I’m not sure either but maybe it has something to do with serious gossip or detraction,so we should not tell people bad things about someone even if the bad things are true.
 
I would say that you are the ‘owner’ of the information regarding your own faults, and it is therefore your right to decide whether or not to divulge this information (basically, you cannot violate your own right to privacy). You are not the ‘owner’ of information regarding other people, and that’s why it becomes an issue of privacy when revealing information about someone else.

Now, one question I’d have is to what extent this group causes a member to feel compelled to reveal things which they’d rather not reveal to anyone outside the confessional. The group has no right to usurp ownership of the information of any particular member. So, if it’s to the degree that refusing to divulge personal info is looked at so askance that multiple such refusals would result in an invitation to depart the group, I’d say that there is a problem.
 
I think this is a very relevant issue.
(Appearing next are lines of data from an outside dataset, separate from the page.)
//! Tests for global subscriber installation

use typedig_utils::{init_logging_with_level, LogFormat, LogLevel, LoggingError};

#[test]
fn test_second_initialization_is_rejected()
{
    init_logging_with_level(LogLevel::Debug, LogFormat::Pretty).unwrap();
    tracing::debug!("subscriber installed");

    let err = init_logging_with_level(LogLevel::Info, LogFormat::Json).unwrap_err();
    assert!(matches!(err, LoggingError::InitializationFailed(_)));
}
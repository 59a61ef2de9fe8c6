//! Fields, methods and their arguments.

use std::fmt;

use super::TypePtr;

/// Member visibility.
///
/// Discriminants follow `DW_ACCESS_*` so DWARF values convert directly.
#[derive(Debug, Clone, Copy, Default, PartialEq, Eq, Hash)]
pub enum Accessibility
{
    /// Not reported by the source format.
    #[default]
    None = 0,
    Public = 1,
    Protected = 2,
    Private = 3,
}

impl Accessibility
{
    pub fn from_dwarf(value: u8) -> Self
    {
        match value {
            1 => Accessibility::Public,
            2 => Accessibility::Protected,
            3 => Accessibility::Private,
            _ => Accessibility::None,
        }
    }
}

impl fmt::Display for Accessibility
{
    fn fmt(&self, f: &mut fmt::Formatter<'_>) -> fmt::Result
    {
        let label = match self {
            Accessibility::None => "",
            Accessibility::Public => "public",
            Accessibility::Protected => "protected",
            Accessibility::Private => "private",
        };
        write!(f, "{label}")
    }
}

/// Calling convention of a method.
///
/// The named variants mirror the CodeView `CV_CALL_*` codes, where near and
/// far flavours collapse onto the same keyword.
#[derive(Debug, Clone, Copy, Default, PartialEq, Eq, Hash)]
pub enum CallingConvention
{
    /// The platform default (ELF and DWARF sources).
    #[default]
    Default,
    Cdecl,
    Pascal,
    Fastcall,
    Stdcall,
    Syscall,
    Thiscall,
    Mipscall,
    Generic,
    Alphacall,
    Ppccall,
    Superhcall,
    Armcall,
    Am33call,
    Tricall,
    Sh5call,
    M32rcall,
    /// A code outside the CodeView table.
    Other(u8),
}

impl CallingConvention
{
    /// Decode a CodeView `CV_call_e` value.
    pub fn from_codeview(code: u8) -> Self
    {
        match code {
            0x00 | 0x01 => CallingConvention::Cdecl,
            0x02 | 0x03 => CallingConvention::Pascal,
            0x04 | 0x05 => CallingConvention::Fastcall,
            0x07 | 0x08 => CallingConvention::Stdcall,
            0x09 | 0x0a => CallingConvention::Syscall,
            0x0b => CallingConvention::Thiscall,
            0x0c => CallingConvention::Mipscall,
            0x0d => CallingConvention::Generic,
            0x0e => CallingConvention::Alphacall,
            0x0f => CallingConvention::Ppccall,
            0x10 => CallingConvention::Superhcall,
            0x11 => CallingConvention::Armcall,
            0x12 => CallingConvention::Am33call,
            0x13 => CallingConvention::Tricall,
            0x14 => CallingConvention::Sh5call,
            0x15 => CallingConvention::M32rcall,
            other => CallingConvention::Other(other),
        }
    }

    /// Source keyword, empty for the platform default.
    pub fn keyword(self) -> &'static str
    {
        match self {
            CallingConvention::Default | CallingConvention::Other(_) => "",
            CallingConvention::Cdecl => "__cdecl",
            CallingConvention::Pascal => "__pascal",
            CallingConvention::Fastcall => "__fastcall",
            CallingConvention::Stdcall => "__stdcall",
            CallingConvention::Syscall => "__syscall",
            CallingConvention::Thiscall => "__thiscall",
            CallingConvention::Mipscall => "__mipscall",
            CallingConvention::Generic => "__genericcall",
            CallingConvention::Alphacall => "__alphacall",
            CallingConvention::Ppccall => "__ppccall",
            CallingConvention::Superhcall => "__superhcall",
            CallingConvention::Armcall => "__armcall",
            CallingConvention::Am33call => "__am33call",
            CallingConvention::Tricall => "__tricall",
            CallingConvention::Sh5call => "__sh5call",
            CallingConvention::M32rcall => "__m32rcall",
        }
    }
}

impl fmt::Display for CallingConvention
{
    fn fmt(&self, f: &mut fmt::Formatter<'_>) -> fmt::Result
    {
        write!(f, "{}", self.keyword())
    }
}

/// A method argument.
#[derive(Debug, Clone, PartialEq, Eq)]
pub struct Argument
{
    /// Source name, or a synthesized one (`arg1`, `this`, `self`).
    pub name: String,
    pub ty: TypePtr,
}

impl Argument
{
    pub fn new(name: impl Into<String>, ty: TypePtr) -> Self
    {
        Self { name: name.into(), ty }
    }

    /// Whether this is the implicit object argument.
    pub fn is_self(&self) -> bool
    {
        self.name == "this" || self.name == "self"
    }
}

/// Name for the `index`-th (1-based) parameter that has no source name.
pub fn synthetic_arg_name(index: usize) -> String
{
    format!("arg{index}")
}

/// A data member or static variable.
#[derive(Debug, Clone, PartialEq, Eq)]
pub struct Field
{
    pub name: String,
    pub ty: TypePtr,
    /// Byte offset within an instance, 0 for statics.
    pub offset: u64,
    /// Absolute address for statics, 0 when unknown or for instance fields.
    pub address: u64,
    pub is_static: bool,
    pub accessibility: Accessibility,
}

impl Field
{
    /// Instance field at `offset`.
    pub fn instance(name: impl Into<String>, ty: TypePtr, offset: u64) -> Self
    {
        Self {
            name: name.into(),
            ty,
            offset,
            address: 0,
            is_static: false,
            accessibility: Accessibility::None,
        }
    }

    /// Static field, `address` 0 if not yet known.
    pub fn static_at(name: impl Into<String>, ty: TypePtr, address: u64) -> Self
    {
        Self {
            name: name.into(),
            ty,
            offset: 0,
            address,
            is_static: true,
            accessibility: Accessibility::None,
        }
    }

    pub fn with_accessibility(mut self, accessibility: Accessibility) -> Self
    {
        self.accessibility = accessibility;
        self
    }
}

/// A method, either a declaration skeleton or a fully defined one.
#[derive(Debug, Clone, PartialEq, Eq)]
pub struct Method
{
    pub name: String,
    /// Linkage name, used for correlation only.
    pub mangled_name: String,
    /// Empty for constructors and destructors.
    pub return_type: TypePtr,
    /// 0 until the definition has been merged.
    pub address: u64,
    pub calling_convention: CallingConvention,
    pub args: Vec<Argument>,
    pub is_static: bool,
    pub is_virtual: bool,
    /// Slot offset in the virtual table, -1 when not virtual.
    pub vftable_offset: i64,
    pub is_variadic: bool,
    pub is_compiler_generated: bool,
    pub accessibility: Accessibility,
}

impl Method
{
    pub fn new(name: impl Into<String>, return_type: TypePtr) -> Self
    {
        Self {
            name: name.into(),
            mangled_name: String::new(),
            return_type,
            address: 0,
            calling_convention: CallingConvention::Default,
            args: Vec::new(),
            is_static: false,
            is_virtual: false,
            vftable_offset: -1,
            is_variadic: false,
            is_compiler_generated: false,
            accessibility: Accessibility::None,
        }
    }

    /// Arguments without a leading implicit `this`/`self`.
    pub fn explicit_args(&self) -> &[Argument]
    {
        strip_self_arg(&self.args)
    }

    /// Whether `name` is a constructor or destructor of `type_name`.
    ///
    /// Only the last component of a qualified type name is compared.
    pub fn is_structor_of(name: &str, type_name: &str) -> bool
    {
        let short = type_name.rsplit("::").next().unwrap_or(type_name);
        name.starts_with('~') || name == short
    }

    /// Force an empty return type on constructors and destructors.
    pub fn apply_structor_rule(&mut self, type_name: &str)
    {
        if Self::is_structor_of(&self.name, type_name) {
            self.return_type = TypePtr::none();
        }
    }
}

/// `args` without a leading implicit object argument.
pub fn strip_self_arg(args: &[Argument]) -> &[Argument]
{
    match args.first() {
        Some(first) if first.is_self() => &args[1..],
        _ => args,
    }
}
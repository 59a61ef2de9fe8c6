//! Format probing through `DebugSource::open` and `DebugSource::from_bytes`

use std::io::Write;

use object::write::{Object as ObjectFile, Symbol, SymbolSection};
use object::{Architecture, BinaryFormat, Endianness, SectionKind, SymbolFlags, SymbolKind, SymbolScope};
use tempfile::NamedTempFile;
use typedig_core::{DebugSource, LoadOptions, SourceFormat, TypeSource, TypedigError};

fn write_temp(bytes: &[u8]) -> NamedTempFile
{
    let mut file = NamedTempFile::new().unwrap();
    file.write_all(bytes).unwrap();
    file.flush().unwrap();
    file
}

fn stripped_elf(with_symbol: bool) -> Vec<u8>
{
    let mut obj = ObjectFile::new(BinaryFormat::Elf, Architecture::X86_64, Endianness::Little);
    let text = obj.add_section(Vec::new(), b".text".to_vec(), SectionKind::Text);
    obj.append_section_data(text, &[0xc3; 64], 16);
    if with_symbol {
        obj.add_symbol(Symbol {
            name: b"_ZN5Shape4areaEv".to_vec(),
            value: 0x10,
            size: 8,
            kind: SymbolKind::Text,
            scope: SymbolScope::Linkage,
            weak: false,
            section: SymbolSection::Section(text),
            flags: SymbolFlags::None,
        });
    }
    obj.write().unwrap()
}

#[test]
fn test_missing_file()
{
    let err = DebugSource::open("/no/such/file.pdb", &LoadOptions::default()).unwrap_err();
    assert!(matches!(err, TypedigError::FileNotFound(_)));
}

#[test]
fn test_junk_is_rejected()
{
    let file = write_temp(b"certainly not debug information");
    let err = DebugSource::open(file.path(), &LoadOptions::default()).unwrap_err();
    assert!(matches!(err, TypedigError::NotThisFormat(_)));
    assert!(err.is_probe_miss());
}

#[test]
fn test_elf_without_dwarf_falls_back_to_symbols()
{
    let file = write_temp(&stripped_elf(true));
    let source = DebugSource::open(file.path(), &LoadOptions::default()).unwrap();
    assert_eq!(source.format(), SourceFormat::ElfSymbols);

    let shape = source.get_type("Shape").unwrap();
    assert_eq!(shape.all_methods[0].name, "area");
    assert!(source.get_type("DoesNotExist").is_none());
}

#[test]
fn test_elf_without_anything_reports_missing_debug_info()
{
    let file = write_temp(&stripped_elf(false));
    let err = DebugSource::open(file.path(), &LoadOptions::default()).unwrap_err();
    assert!(matches!(err, TypedigError::MissingDebugInfo { .. }));
}

#[test]
fn test_probe_in_memory_bytes()
{
    let source = DebugSource::from_bytes(&stripped_elf(true), &LoadOptions::default()).unwrap();
    assert_eq!(source.format(), SourceFormat::ElfSymbols);
    assert_eq!(source.get_types_list(false), Vec::<String>::new());

    let err = DebugSource::from_bytes(b"\x7fELF", &LoadOptions::default()).unwrap_err();
    assert!(!matches!(err, TypedigError::FileNotFound(_)));
}
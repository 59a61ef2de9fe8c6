//! Tests for the normalized type model

use typedig_core::types::{strip_self_arg, synthetic_arg_name};
use typedig_core::{Accessibility, Argument, CallingConvention, Field, Method, Type, TypePtr};

#[test]
fn test_type_ptr_display()
{
    assert_eq!(TypePtr::base("char").constant().pointer().to_string(), "const char*");
    assert_eq!(TypePtr::named("Shader").reference().to_string(), "Shader&");
}

#[test]
fn test_type_ptr_dependency()
{
    assert!(TypePtr::named("Shape").is_dependent());
    assert!(!TypePtr::base("int").is_dependent());
    assert!(!TypePtr::none().is_dependent());
    assert!(TypePtr::none().is_none());
}

#[test]
fn test_stub_types()
{
    let stub = Type::stub("Object");
    assert!(stub.is_stub());
    assert_eq!(stub.name, "Object");

    let mut full = Type::new("ns::Shape");
    full.fields.push(Field::instance("x", TypePtr::base("int"), 0));
    assert!(!full.is_stub());
    assert_eq!(full.short_name(), "Shape");
}

#[test]
fn test_method_defaults()
{
    let method = Method::new("area", TypePtr::base("double"));
    assert_eq!(method.address, 0);
    assert_eq!(method.vftable_offset, -1);
    assert!(!method.is_virtual);
    assert_eq!(method.calling_convention, CallingConvention::Default);
    assert_eq!(method.accessibility, Accessibility::None);
}

#[test]
fn test_structor_rule()
{
    let mut constructor = Method::new("Shape", TypePtr::base("int"));
    constructor.apply_structor_rule("geo::Shape");
    assert!(constructor.return_type.is_none());

    let mut destructor = Method::new("~Shape", TypePtr::base("void"));
    destructor.apply_structor_rule("Shape");
    assert!(destructor.return_type.is_none());

    let mut area = Method::new("area", TypePtr::base("double"));
    area.apply_structor_rule("Shape");
    assert_eq!(area.return_type, TypePtr::base("double"));
}

#[test]
fn test_self_argument_is_stripped()
{
    let args = vec![
        Argument::new("this", TypePtr::named("Shape").pointer()),
        Argument::new(synthetic_arg_name(1), TypePtr::base("int")),
    ];
    let explicit = strip_self_arg(&args);
    assert_eq!(explicit.len(), 1);
    assert_eq!(explicit[0].name, "arg1");
}

#[test]
fn test_calling_convention_keywords()
{
    assert_eq!(CallingConvention::from_codeview(0x0b).to_string(), "__thiscall");
    assert_eq!(CallingConvention::from_codeview(0x01), CallingConvention::Cdecl);
    assert_eq!(CallingConvention::from_codeview(0x07).keyword(), "__stdcall");
    assert_eq!(CallingConvention::from_codeview(0x40), CallingConvention::Other(0x40));
}

#[test]
fn test_accessibility_from_dwarf()
{
    assert_eq!(Accessibility::from_dwarf(2), Accessibility::Protected);
    assert_eq!(Accessibility::from_dwarf(9), Accessibility::None);
    assert_eq!(Accessibility::Private.to_string(), "private");
}
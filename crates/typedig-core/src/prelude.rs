//! Common module for library exports

pub use crate::dwarf::DwarfSource;
pub use crate::elf::{ElfSource, ElfSymbol, ElfSymbolKind};
pub use crate::error::{TypedigError, TypedigResult};
pub use crate::options::{LoadOptions, WordSize};
pub use crate::pdb::{PdbSource, PdbTables};
pub use crate::source::{DebugSource, SourceFormat, TypeSource};
pub use crate::types::{Accessibility, Argument, CallingConvention, Field, Method, Type, TypePtr};
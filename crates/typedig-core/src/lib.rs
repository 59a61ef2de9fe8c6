//! # typedig-core
//!
//! Reconstructs C++ class declarations from compiler-emitted debug metadata.
//!
//! Three evidence sources are supported, from richest to poorest:
//! - **PDB**: CodeView type records plus the procedure and data symbols of a
//!   program database
//! - **DWARF**: the `.debug_info` tree of an ELF file
//! - **ELF symbols**: mangled names in `.symtab`/`.dynsym` of a stripped binary
//!
//! Every source produces the same normalized [`Type`] model. Declared method
//! skeletons are reconciled with out-of-line definitions so that methods carry
//! addresses and full argument lists where the format allows it.
//!
//! ## Example
//!
//! ```rust,no_run
//! use typedig_core::prelude::*;
//!
//! let source = DebugSource::open("game.pdb", &LoadOptions::default())?;
//! if let Some(shape) = source.get_type("Shape") {
//!     for method in &shape.all_methods {
//!         println!("{} @ {:#x}", method.name, method.address);
//!     }
//! }
//! # Ok::<(), typedig_core::TypedigError>(())
//! ```

pub mod demangle;
pub mod dwarf;
pub mod elf;
pub mod error;
pub mod image;
pub mod merge;
pub mod options;
pub mod pdb;
pub mod prelude;
pub mod resolve;
pub mod source;
pub mod types;

pub use dwarf::DwarfSource;
pub use elf::{ElfSource, ElfSymbol, ElfSymbolKind};
// Re-export commonly used types
pub use error::{TypedigError, TypedigResult};
pub use options::{LoadOptions, WordSize};
pub use crate::pdb::PdbSource;
pub use source::{DebugSource, SourceFormat, TypeSource};
pub use types::{Accessibility, Argument, CallingConvention, Field, Method, Type, TypePtr};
We are inundated with shows like Oprah, where people reveal the most intimate things about themselves. I think this is a problem.

Speaking as someone who tends to wear his heart on his sleeve, I have come to realize that so much openness is not necessarily a good thing. Not that the opposite is such a good thing, either. I’m in my late 40’s, and it’s taken me this long to realize that there needs to be a balance.

One poster says that you can’t violate your own right to privacy. I think that’s a little glib. You can, in fact, reveal too much about yourself so that you harm others. For example, if a permanent deacon were to reveal to others that he has been unfaithful to his wife since his ordination, even if his wife already knew, this is a cause for scandal. As a community of faith, it would cause us harm to have this information. You can make all sorts of arguments that it shows that he’s just human, or that it encourages other unfaithful husbands to reform, or whatever. But you can’t get away from the fact that it would cause serious harm to his ministry and his credibility.

“Being open”, as it’s often practiced in our society, is really a euphemism for narcissism. It is often distasteful, and contributes to a general lowering of moral standards. We seem to completely have lost a sense of shame.

“Being open” in confession, is of course, praiseworthy.

“Being open” in marriage is praiseworthy, too. But even here it is often prudent to keep some of our faults and failings private. For example, if a man was not a virgin before his marriage, perhaps he should tell his fiance, but it would cause harm to his marriage if he gave all the details to his wife, constantly reminded her of them, or made this information available to people who didn’t already know or have the right to know, like his children.

I think we generally should encourage prudence with regard to how much information we reveal about ourselves. Not a fearful, suspicious reluctance to become intimate friends, but rather a thoughtful, prudent guarding of our own reputations.